How Much Vertical Acceleration Does a Jet Need to Avoid a Hill?

AI Thread Summary
To avoid colliding with a hill, a jet traveling at 1300 km/h and 35 meters above ground must achieve a vertical acceleration of 10 m/s². The problem involves calculating the necessary upward acceleration to ensure the jet clears a 10% slope. It is suggested to visualize the jet's trajectory through a diagram to understand the required adjustments. The key equations involve the jet's position over time and the relationship between its vertical acceleration and trajectory.

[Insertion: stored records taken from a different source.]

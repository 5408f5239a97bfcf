//! src/services/video_repository.rs
//!
//! The metadata repository: one `videos` table holding a `VideoRecord` per
//! uploaded binary. The trait is the seam the workflows depend on; the
//! SQLite implementation is what the service runs with.

use crate::models::{
    format::VideoFormat,
    patch::VideoPatch,
    video::{NewVideo, VideoRecord, VideoSummary},
    video_id::VideoId,
};
use async_trait::async_trait;
use chrono::{DateTime, Utc};
use serde_json::{Map, Value};
use sqlx::{FromRow, SqlitePool, types::Json};
use thiserror::Error;

#[derive(Debug, Error)]
pub enum RepositoryError {
    #[error(transparent)]
    Database(#[from] sqlx::Error),
    #[error("stored record `{id}` is corrupt: {reason}")]
    CorruptRecord { id: String, reason: String },
    #[error(transparent)]
    Serialization(#[from] serde_json::Error),
}

pub type RepositoryResult<T> = Result<T, RepositoryError>;

#[async_trait]
pub trait VideoRepository: Send + Sync {
    /// Persist a new record and return the identifier assigned to it.
    async fn insert(&self, video: &NewVideo) -> RepositoryResult<VideoId>;

    /// Summaries of every record, oldest first.
    async fn find_all(&self) -> RepositoryResult<Vec<VideoSummary>>;

    async fn find_by_id(&self, id: &VideoId) -> RepositoryResult<Option<VideoRecord>>;

    /// Apply `patch` and return the number of records it modified (0 or 1).
    ///
    /// A missing record and a patch that leaves every value as it was both
    /// report 0. Callers are expected to have stripped identity fields
    /// already; `VideoPatch` cannot carry them.
    async fn update_by_id(&self, id: &VideoId, patch: &VideoPatch) -> RepositoryResult<u64>;

    /// Delete the record and return the number removed (0 or 1).
    async fn delete_by_id(&self, id: &VideoId) -> RepositoryResult<u64>;

    /// Cheap round trip used by readiness checks.
    async fn ping(&self) -> RepositoryResult<()>;
}

const SELECT_BY_ID: &str = "SELECT id, display_name, storage_key, url, size_bytes, format,
        flagged, uploaded_at, processed, extra
 FROM videos WHERE id = ?";

/// SQLite-backed [`VideoRepository`].
#[derive(Clone)]
pub struct SqliteVideoRepository {
    db: SqlitePool,
}

#[derive(FromRow)]
struct VideoRow {
    id: VideoId,
    display_name: String,
    storage_key: String,
    url: String,
    size_bytes: i64,
    format: String,
    flagged: bool,
    uploaded_at: DateTime<Utc>,
    processed: bool,
    extra: Json<Map<String, Value>>,
}

impl TryFrom<VideoRow> for VideoRecord {
    type Error = RepositoryError;

    fn try_from(row: VideoRow) -> Result<Self, Self::Error> {
        let format = row
            .format
            .parse::<VideoFormat>()
            .map_err(|_| RepositoryError::CorruptRecord {
                id: row.id.to_string(),
                reason: format!("unknown format `{}`", row.format),
            })?;

        Ok(VideoRecord {
            id: row.id,
            display_name: row.display_name,
            storage_key: row.storage_key,
            url: row.url,
            size_bytes: row.size_bytes,
            format,
            flagged: row.flagged,
            uploaded_at: row.uploaded_at,
            processed: row.processed,
            extra: row.extra.0,
        })
    }
}

impl SqliteVideoRepository {
    pub fn new(db: SqlitePool) -> Self {
        Self { db }
    }
}

#[async_trait]
impl VideoRepository for SqliteVideoRepository {
    async fn insert(&self, video: &NewVideo) -> RepositoryResult<VideoId> {
        let id = VideoId::generate();

        sqlx::query(
            "INSERT INTO videos (
                id, display_name, storage_key, url, size_bytes,
                format, flagged, uploaded_at, processed, extra
             ) VALUES (?, ?, ?, ?, ?, ?, ?, ?, ?, '{}')",
        )
        .bind(id.as_str())
        .bind(&video.display_name)
        .bind(&video.storage_key)
        .bind(&video.url)
        .bind(video.size_bytes)
        .bind(video.format.as_str())
        .bind(video.flagged)
        .bind(video.uploaded_at)
        .bind(video.processed)
        .execute(&self.db)
        .await?;

        Ok(id)
    }

    async fn find_all(&self) -> RepositoryResult<Vec<VideoSummary>> {
        let rows = sqlx::query_as::<_, VideoSummary>(
            "SELECT id, display_name, url, flagged, uploaded_at
             FROM videos ORDER BY rowid ASC",
        )
        .fetch_all(&self.db)
        .await?;
        Ok(rows)
    }

    async fn find_by_id(&self, id: &VideoId) -> RepositoryResult<Option<VideoRecord>> {
        let row = sqlx::query_as::<_, VideoRow>(SELECT_BY_ID)
            .bind(id.as_str())
            .fetch_optional(&self.db)
            .await?;

        row.map(VideoRecord::try_from).transpose()
    }

    async fn update_by_id(&self, id: &VideoId, patch: &VideoPatch) -> RepositoryResult<u64> {
        if patch.is_empty() {
            return Ok(0);
        }

        let mut tx = self.db.begin().await?;
        let row = sqlx::query_as::<_, VideoRow>(SELECT_BY_ID)
            .bind(id.as_str())
            .fetch_optional(&mut *tx)
            .await?;
        let Some(row) = row else {
            return Ok(0);
        };

        let mut record = VideoRecord::try_from(row)?;
        if !patch.apply_to(&mut record) {
            return Ok(0);
        }

        let result = sqlx::query(
            "UPDATE videos
             SET display_name = ?, flagged = ?, processed = ?, format = ?,
                 size_bytes = ?, extra = ?
             WHERE id = ?",
        )
        .bind(&record.display_name)
        .bind(record.flagged)
        .bind(record.processed)
        .bind(record.format.as_str())
        .bind(record.size_bytes)
        .bind(serde_json::to_string(&record.extra)?)
        .bind(id.as_str())
        .execute(&mut *tx)
        .await?;
        tx.commit().await?;

        Ok(result.rows_affected())
    }

    async fn delete_by_id(&self, id: &VideoId) -> RepositoryResult<u64> {
        let result = sqlx::query("DELETE FROM videos WHERE id = ?")
            .bind(id.as_str())
            .execute(&self.db)
            .await?;
        Ok(result.rows_affected())
    }

    async fn ping(&self) -> RepositoryResult<()> {
        let one: i64 = sqlx::query_scalar("SELECT 1").fetch_one(&self.db).await?;
        if one != 1 {
            return Err(RepositoryError::CorruptRecord {
                id: "-".into(),
                reason: format!("unexpected ping result: {}", one),
            });
        }
        Ok(())
    }
}

#[cfg(test)]
mod tests {
    use super::*;
    use crate::db;
    use serde_json::json;

    async fn repository() -> SqliteVideoRepository {
        SqliteVideoRepository::new(db::connect_in_memory().await.unwrap())
    }

    fn new_video(name: &str) -> NewVideo {
        NewVideo {
            display_name: name.into(),
            storage_key: format!("videos/{}_{}.mp4", uuid::Uuid::new_v4(), name),
            url: format!("https://b.s3.us-east-1.amazonaws.com/videos/{}.mp4", name),
            size_bytes: 10,
            format: VideoFormat::Mp4,
            flagged: false,
            uploaded_at: Utc::now(),
            processed: false,
        }
    }

    #[tokio::test]
    async fn insert_then_find_round_trips() {
        let repo = repository().await;
        let video = new_video("lobby");

        let id = repo.insert(&video).await.unwrap();
        let record = repo.find_by_id(&id).await.unwrap().expect("record");

        assert_eq!(record.id, id);
        assert_eq!(record.display_name, video.display_name);
        assert_eq!(record.storage_key, video.storage_key);
        assert_eq!(record.url, video.url);
        assert_eq!(record.format, VideoFormat::Mp4);
        assert_eq!(record.uploaded_at, video.uploaded_at);
        assert!(!record.processed);
        assert!(record.extra.is_empty());
    }

    #[tokio::test]
    async fn find_all_returns_summaries_in_insertion_order() {
        let repo = repository().await;
        assert!(repo.find_all().await.unwrap().is_empty());

        let first = repo.insert(&new_video("first")).await.unwrap();
        let second = repo.insert(&new_video("second")).await.unwrap();

        let ids: Vec<_> = repo.find_all().await.unwrap().into_iter().map(|s| s.id).collect();
        assert_eq!(ids, vec![first, second]);
    }

    #[tokio::test]
    async fn find_by_unknown_id_is_none() {
        let repo = repository().await;
        let id = VideoId::parse("000000000000000000000000").unwrap();
        assert!(repo.find_by_id(&id).await.unwrap().is_none());
    }

    #[tokio::test]
    async fn update_applies_typed_fields_and_sets_extra_keys() {
        let repo = repository().await;
        let video = new_video("lobby");
        let id = repo.insert(&video).await.unwrap();

        let patch = VideoPatch::from_json(
            json!({
                "nombreVideo": "entrance",
                "anomalia": true,
                "url": "https://elsewhere",
                "camara": "norte",
            })
            .as_object()
            .cloned()
            .unwrap(),
        )
        .unwrap();
        assert_eq!(repo.update_by_id(&id, &patch).await.unwrap(), 1);

        let second = VideoPatch::from_json(json!({ "turno": 2 }).as_object().cloned().unwrap()).unwrap();
        assert_eq!(repo.update_by_id(&id, &second).await.unwrap(), 1);

        let record = repo.find_by_id(&id).await.unwrap().unwrap();
        assert_eq!(record.display_name, "entrance");
        assert!(record.flagged);
        assert_eq!(record.url, video.url);
        assert_eq!(record.storage_key, video.storage_key);
        assert_eq!(record.uploaded_at, video.uploaded_at);
        assert_eq!(record.extra.get("camara"), Some(&json!("norte")));
        assert_eq!(record.extra.get("turno"), Some(&json!(2)));
    }

    #[tokio::test]
    async fn update_reports_modified_count() {
        let repo = repository().await;
        let id = repo.insert(&new_video("lobby")).await.unwrap();
        let missing = VideoId::generate();

        let patch = VideoPatch {
            flagged: Some(true),
            ..Default::default()
        };
        assert_eq!(repo.update_by_id(&missing, &patch).await.unwrap(), 0);
        assert_eq!(repo.update_by_id(&id, &patch).await.unwrap(), 1);
        assert_eq!(repo.update_by_id(&id, &patch).await.unwrap(), 0);
        assert_eq!(repo.update_by_id(&id, &VideoPatch::default()).await.unwrap(), 0);

        let same_name = VideoPatch {
            display_name: Some("lobby".into()),
            ..Default::default()
        };
        assert_eq!(repo.update_by_id(&id, &same_name).await.unwrap(), 0);
    }

    #[tokio::test]
    async fn unchanged_update_leaves_record_intact() {
        let repo = repository().await;
        let id = repo.insert(&new_video("lobby")).await.unwrap();
        let extra = VideoPatch::from_json(json!({ "camara": "norte" }).as_object().cloned().unwrap()).unwrap();
        assert_eq!(repo.update_by_id(&id, &extra).await.unwrap(), 1);
        let before = repo.find_by_id(&id).await.unwrap().unwrap();

        assert_eq!(repo.update_by_id(&id, &extra).await.unwrap(), 0);
        assert_eq!(repo.find_by_id(&id).await.unwrap().unwrap(), before);
    }

    #[tokio::test]
    async fn delete_reports_removed_count() {
        let repo = repository().await;
        let id = repo.insert(&new_video("lobby")).await.unwrap();

        assert_eq!(repo.delete_by_id(&id).await.unwrap(), 1);
        assert_eq!(repo.delete_by_id(&id).await.unwrap(), 0);
        assert!(repo.find_by_id(&id).await.unwrap().is_none());
    }

    #[tokio::test]
    async fn ping_succeeds() {
        repository().await.ping().await.unwrap();
    }
}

Understanding these dynamics is crucial for determining the minimum acceleration needed to prevent impact.
KukyZ
Messages
1
Reaction score
0
New user has been reminded to please always show their work on schoolwork problems.
Homework Statement
A jet travels at speeds of 1300 km/h at 35 m above ground level. Suddenly it meets a slope of 10% and immediately corrects its trajectory accelerating upwards (a(t) constant, in the direction of y).
How much should the acceleration be worth to avoid impact with the ground?
Relevant Equations
x=V
y=35+1/2 at^2
The answer should be 10 m/s^2 but I don't know how to solve it
 
Physics news on Phys.org
I guess you meant x=vt.
So you have the position of the jet at time t. What about the position of the ground below it?
 
KukyZ said:
Homework Statement: A jet travels at speeds of 1300 km/h at 35 m above ground level. Suddenly it meets a slope of 10% and immediately corrects its trajectory accelerating upwards (a(t) constant, in the direction of y).
How much should the acceleration be worth to avoid impact with the ground?
Relevant Equations: x=V
y=35+1/2 at^2

The answer should be 10 m/s^2 but I don't know how to solve it
I suspect that the problem is asking for the smallest possible vertical acceleration that will prevent a collision with the ground. Start by drawing a diagram of the jet's trajectory. The jet must barely graze the hillside.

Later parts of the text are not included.